In some individuals, the disease presents later in infancy or childhood. Individuals with this later-onset variation of sulphite oxidase deficiency potentially show less severe symptoms. For example, they may lose previously acquired milestones, such as being able to walk unaided or grasp objects, or can develop movement disorders. The outcome is thought to be better in this variant, although more research is needed to properly define the disease.

Children and infants with sulphite oxidase deficiency tend to have characteristic facial features comprising a narrow face diameter with deep-set eyes.

How is sulphite oxidase deficiency diagnosed?

Blood and urine tests are normally the first investigations to be carried out when a diagnosis of sulphite oxidase deficiency is suspected. The most indicative are blood and urine tests to detect methionine and cysteine metabolites and a urine test to detect sulphite. Assessment of enzyme and co-factor levels is also revealing. Computed tomography (CT) and magnetic resonance imaging (MRI) can help evaluate the degree and type of brain damage.

How is sulphite oxidase deficiency treated?

Since there are so few cases of sulphite oxidase deficiency, little is know about how best to treat the condition.

For those with late-presenting disease, there may be some benefit from a diet that restricts protein in general and methionine and cysteine specifically. The diet needs to be continued indefinitely and must be initiated only after consultation with a dietician. As with any restrictive diet, it is important to ensure optimal nutrition. While natural protein intake is limited, a formula free of methionine and cysteine is prescribed. The specially formulated powder is designed to meet the nutritional needs of children at different ages. It contains a balanced mix of essential and non-essential amino acids, vitamins, minerals and carbohydrates to avoid malnutrition of other amino acids and to sustain normal growth and development in children. Several low-protein food products are also available.
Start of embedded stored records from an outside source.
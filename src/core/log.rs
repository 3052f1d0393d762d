use tracing::level_filters::LevelFilter;
use tracing_subscriber::{
    EnvFilter, filter::Targets, fmt, prelude::__tracing_subscriber_SubscriberExt,
    util::SubscriberInitExt,
};

/// Installs the global subscriber. Silent unless `verbose` is set or
/// `RUST_LOG` asks for output.
pub fn init_logging(verbose: bool) {
    let (level_filter, level) = if verbose {
        (LevelFilter::DEBUG, "debug")
    } else {
        (LevelFilter::OFF, "off")
    };
    let app_filter = Targets::new().with_target("fintrack", level_filter);
    let env_filter = EnvFilter::try_from_default_env().unwrap_or_else(|_| EnvFilter::new(level));

    tracing_subscriber::registry()
        .with(fmt::layer().pretty().without_time().with_writer(std::io::stderr))
        .with(app_filter)
        .with(env_filter)
        .init();
}
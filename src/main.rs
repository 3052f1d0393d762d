use anyhow::Result;
use clap::{CommandFactory, Parser, Subcommand};
use fintrack::core::config::ConfigOverrides;
use fintrack::core::log::init_logging;
use fintrack::core::projection::{GrowthPlan, MAX_PROJECTION_YEARS};
use std::path::PathBuf;

#[derive(Parser)]
#[command(version, about)]
struct Cli {
    /// Enable verbose logging
    #[arg(short, long, global = true)]
    verbose: bool,

    /// Path to optional configuration file
    #[arg(short, long, global = true)]
    config_path: Option<String>,

    /// Directory containing transactions.csv, balances.txt and portfolio.csv
    #[arg(short, long, global = true)]
    data_dir: Option<PathBuf>,

    /// Use deterministic offline prices instead of live market data
    #[arg(long, global = true)]
    offline: bool,

    #[command(subcommand)]
    command: Option<Commands>,
}

#[derive(Subcommand)]
enum Commands {
    /// Create default configuration
    Setup,
    /// Display every report
    Report,
    /// Display monthly income, expenses and savings
    Cashflow,
    /// Display expenses by category
    Categories,
    /// Display portfolio holdings and value
    Portfolio,
    /// Display balances, portfolio value and net worth
    Networth,
    /// Project compound growth of a savings plan
    Project {
        /// Initial investment
        #[arg(long, default_value_t = 10000.0)]
        principal: f64,
        /// Annual interest rate in percent
        #[arg(long, default_value_t = 6.0)]
        rate: f64,
        /// Amount added every month
        #[arg(long, default_value_t = 200.0)]
        contribution: f64,
        /// Duration in years
        #[arg(
            long,
            default_value_t = 20,
            value_parser = clap::value_parser!(u32).range(0..=MAX_PROJECTION_YEARS as i64)
        )]
        years: u32,
    },
}

impl From<Commands> for fintrack::AppCommand {
    fn from(cmd: Commands) -> fintrack::AppCommand {
        match cmd {
            Commands::Report => fintrack::AppCommand::Report,
            Commands::Cashflow => fintrack::AppCommand::Cashflow,
            Commands::Categories => fintrack::AppCommand::Categories,
            Commands::Portfolio => fintrack::AppCommand::Portfolio,
            Commands::Networth => fintrack::AppCommand::NetWorth,
            Commands::Project {
                principal,
                rate,
                contribution,
                years,
            } => fintrack::AppCommand::Project(GrowthPlan {
                principal,
                annual_rate_pct: rate,
                monthly_contribution: contribution,
                years,
            }),
            Commands::Setup => unreachable!("Setup command should be handled separately"),
        }
    }
}

#[tokio::main]
async fn main() -> Result<()> {
    let cli = Cli::parse();

    init_logging(cli.verbose);

    let overrides = ConfigOverrides {
        data_dir: cli.data_dir,
        offline: cli.offline,
    };

    let result = match cli.command {
        Some(Commands::Setup) => setup(),
        Some(cmd) => {
            fintrack::run_command(cmd.into(), cli.config_path.as_deref(), &overrides).await
        }
        None => {
            Cli::command().print_help()?;
            Ok(())
        }
    };

    if let Err(e) = &result {
        tracing::error!(error = %e, "Application failed");
    }
    result
}

fn setup() -> anyhow::Result<()> {
    use anyhow::Context;

    let path = fintrack::core::config::AppConfig::default_config_path()?;

    if path.exists() {
        anyhow::bail!("Configuration file already exists at {}", path.display());
    }

    if let Some(parent) = path.parent() {
        std::fs::create_dir_all(parent)
            .with_context(|| format!("Failed to create directory: {}", parent.display()))?;
    }

    let default_config = r#"---
data_dir: "data"
offline: false
lookup_timeout_secs: 10

providers:
  yahoo:
    base_url: "https://query1.finance.yahoo.com"
"#;

    std::fs::write(&path, default_config)
        .with_context(|| format!("Failed to write config file to {}", path.display()))?;

    println!("Created default configuration at {}", path.display());
    Ok(())
}
use super::{chart, ui};
use crate::core::categories::rank_categories;
use comfy_table::Cell;
use console::Style;
use std::collections::HashMap;

/// Category totals, largest first, with each category's share of spending.
pub fn display_as_table(totals: &HashMap<String, f64>) -> String {
    let ranked = rank_categories(totals);
    let total: f64 = ranked.iter().map(|(_, v)| v).sum();

    let mut table = ui::new_styled_table();
    table.set_header(vec![
        ui::header_cell("Category"),
        ui::header_cell("Spent"),
        ui::header_cell("Share (%)"),
    ]);
    for (category, value) in &ranked {
        let share = if total > 0.0 { value / total * 100.0 } else { 0.0 };
        table.add_row(vec![
            Cell::new(category),
            ui::amount_cell(*value),
            ui::amount_cell(share),
        ]);
    }

    format!(
        "{}\n\n{}",
        ui::style_text("Category-wise expense breakdown", ui::StyleType::Title),
        table
    )
}

pub fn display_as_chart(totals: &HashMap<String, f64>, width: usize) -> String {
    chart::share_bars(
        &ui::style_text("Expense by Category", ui::StyleType::Title),
        &rank_categories(totals),
        width,
        &Style::new().magenta(),
    )
}

pub fn run(totals: &HashMap<String, f64>) {
    print_table(totals);
    print_chart(totals);
}

pub fn print_table(totals: &HashMap<String, f64>) {
    if !totals.is_empty() {
        println!("{}", display_as_table(totals));
    }
}

pub fn print_chart(totals: &HashMap<String, f64>) {
    if totals.is_empty() {
        println!("No expense categories to plot.");
        return;
    }
    println!();
    let label_width = totals.keys().map(|k| k.len()).max().unwrap_or(0);
    println!(
        "{}",
        display_as_chart(totals, chart::bar_width(ui::term_width(), label_width))
    );
}
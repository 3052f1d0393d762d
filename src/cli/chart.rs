//! Horizontal bar charts drawn with block characters.
use console::Style;

const FILLED: char = '█';
const DEFAULT_BAR_WIDTH: usize = 40;

/// One row group per label, one bar per series in each group.
pub struct Series<'a> {
    pub name: &'a str,
    pub style: Style,
    pub values: Vec<f64>,
}

fn bar(value: f64, max: f64, width: usize) -> String {
    let filled = if max > 0.0 && value > 0.0 {
        ((value / max) * width as f64).round() as usize
    } else {
        0
    };
    FILLED.to_string().repeat(filled.min(width))
}

pub fn bar_width(term_width: usize, label_width: usize) -> usize {
    term_width
        .saturating_sub(label_width + 30)
        .clamp(10, DEFAULT_BAR_WIDTH)
}

/// Renders grouped bars, e.g. income and expenses per month.
pub fn grouped_bars(title: &str, labels: &[String], series: &[Series], width: usize) -> String {
    let max = series
        .iter()
        .flat_map(|s| s.values.iter().copied())
        .fold(0.0_f64, f64::max);
    let label_width = labels.iter().map(|l| l.len()).max().unwrap_or(0);
    let name_width = series.iter().map(|s| s.name.len()).max().unwrap_or(0);

    let mut output = format!("{title}\n");
    for (idx, label) in labels.iter().enumerate() {
        for (pos, s) in series.iter().enumerate() {
            let value = s.values.get(idx).copied().unwrap_or(0.0);
            let shown_label = if pos == 0 { label.as_str() } else { "" };
            output.push_str(&format!(
                "{shown_label:<label_width$}  {:<name_width$} {} {value:.2}\n",
                s.name,
                s.style.apply_to(bar(value, max, width)),
            ));
        }
    }
    output
}

/// Renders each item's share of the total with a percentage, like a pie
/// chart laid out as bars.
pub fn share_bars(title: &str, items: &[(String, f64)], width: usize, style: &Style) -> String {
    let total: f64 = items.iter().map(|(_, v)| *v).sum();
    let label_width = items.iter().map(|(l, _)| l.len()).max().unwrap_or(0);

    let mut output = format!("{title}\n");
    for (label, value) in items {
        let pct = if total > 0.0 {
            value / total * 100.0
        } else {
            0.0
        };
        output.push_str(&format!(
            "{label:<label_width$}  {} {pct:.1}%\n",
            style.apply_to(bar(pct, 100.0, width)),
        ));
    }
    output
}
pub mod yahoo_finance;

pub use yahoo_finance::YahooFinanceSource;
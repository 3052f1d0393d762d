//! Compound growth of a savings plan with monthly contributions.
use anyhow::{Result, bail};

/// Longest horizon a plan may cover.
pub const MAX_PROJECTION_YEARS: u32 = 1000;

#[derive(Debug, Clone, Copy, PartialEq)]
pub struct GrowthPlan {
    pub principal: f64,
    /// Annual interest rate in percent, compounded monthly.
    pub annual_rate_pct: f64,
    pub monthly_contribution: f64,
    pub years: u32,
}

impl GrowthPlan {
    pub fn validate(&self) -> Result<()> {
        if self.years > MAX_PROJECTION_YEARS {
            bail!(
                "Projection horizon of {} years exceeds the maximum of {}",
                self.years,
                MAX_PROJECTION_YEARS
            );
        }
        Ok(())
    }
}

#[derive(Debug, Clone, Copy, PartialEq)]
pub struct YearBalance {
    pub year: u32,
    pub balance: f64,
}

/// Year-end balances. Each month interest is applied before the
/// contribution is added.
pub fn project_growth(plan: &GrowthPlan) -> Vec<YearBalance> {
    let monthly_rate = plan.annual_rate_pct / 12.0 / 100.0;
    let mut balance = plan.principal;
    (1..=plan.years)
        .map(|year| {
            for _ in 0..12 {
                balance *= 1.0 + monthly_rate;
                balance += plan.monthly_contribution;
            }
            YearBalance { year, balance }
        })
        .collect()
}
Various drug treatments have been tried, although no definitive treatment can be recommended. For example, trimethylglycine or ‘betaine’ can be prescribed as this helps to metabolise cysteine, thus reducing levels of this amino acid in the body. However, this treatment is not suitable for infants. Similarly, thiamine (vitamin B1) supplementation may also be beneficial since this vitamin is low in sulphite oxidase deficiency.